#### RECORDED INFORMATION

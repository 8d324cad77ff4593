//! Generic parameters functions

// ---------------------------------------------------------------------------
// IMPORTS
// ---------------------------------------------------------------------------

use serde::de::DeserializeOwned;
use std::fs::read_to_string;
use std::path::Path;
use thiserror::Error;
use toml;

// ---------------------------------------------------------------------------
// ENUMERATIONS
// ---------------------------------------------------------------------------

/// An error that occurs during loading of a parameter file.
#[derive(Debug, Error)]
pub enum LoadError {
    #[error("The software root environment variable (ARM_SW_ROOT) is not set")]
    SwRootNotSet,

    #[error("Cannot load the parmeter file: {0}")]
    FileLoadError(std::io::Error),

    #[error("Cannot read the parameter file: {0}")]
    DeserialiseError(toml::de::Error)
}

// ---------------------------------------------------------------------------
// PUBLIC FUNCTIONS
// ---------------------------------------------------------------------------

/// Load a parameter file
///
/// The file path is relative to the "$ARM_SW_ROOT/params" directory
pub fn load<P>(param_file_path: &str) -> Result<P, LoadError> 
where
    P: DeserializeOwned
{
    // Get the params dir
    let mut path = crate::host::get_arm_sw_root()
        .map_err(|_| LoadError::SwRootNotSet)?;
    path.push("params");
    path.push(param_file_path);

    load_from_path(path)
}

/// Load a parameter file from an explicit path, bypassing the software root.
pub fn load_from_path<P, F>(path: F) -> Result<P, LoadError>
where
    P: DeserializeOwned,
    F: AsRef<Path>
{
    // Load the file into a string
    let params_str = match read_to_string(path) {
        Ok(s) => s,
        Err(e) => return Err(LoadError::FileLoadError(e))
    };

    from_str(params_str.as_str())
}

/// Parse parameters from a TOML string.
pub fn from_str<P>(params_str: &str) -> Result<P, LoadError>
where
    P: DeserializeOwned
{
    match toml::from_str(params_str) {
        Ok(p) => Ok(p),
        Err(e) => Err(LoadError::DeserialiseError(e))
    }
}

#[cfg(test)]
mod test {
    use super::*;
    use serde::Deserialize;

    #[derive(Deserialize, Debug)]
    struct Dummy {
        settle_ms: u64,
        min: Vec<u16>,
    }

    #[test]
    fn test_from_str() {
        let p: Dummy = from_str("settle_ms = 150\nmin = [10, 30]").unwrap();
        assert_eq!(p.settle_ms, 150);
        assert_eq!(p.min, vec![10, 30]);

        match from_str::<Dummy>("settle_ms = \"slow\"") {
            Err(LoadError::DeserialiseError(_)) => (),
            r => panic!("Expected a deserialise error, got {:?}", r),
        }
    }

    #[test]
    fn test_missing_file() {
        match load_from_path::<Dummy, _>("/definitely/not/a/params/file.toml") {
            Err(LoadError::FileLoadError(_)) => (),
            r => panic!("Expected a file load error, got {:?}", r),
        }
    }
}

########

### PROMPT
Print the records verbatim, stopping after the "use serde::de::DeserializeOwned;" line.

### RESULT FOR THIS TASK
repository 8d324cad77ff4593
//! Generic parameters functions

// ---------------------------------------------------------------------------
// IMPORTS
// ---------------------------------------------------------------------------

use serde::de::DeserializeOwned;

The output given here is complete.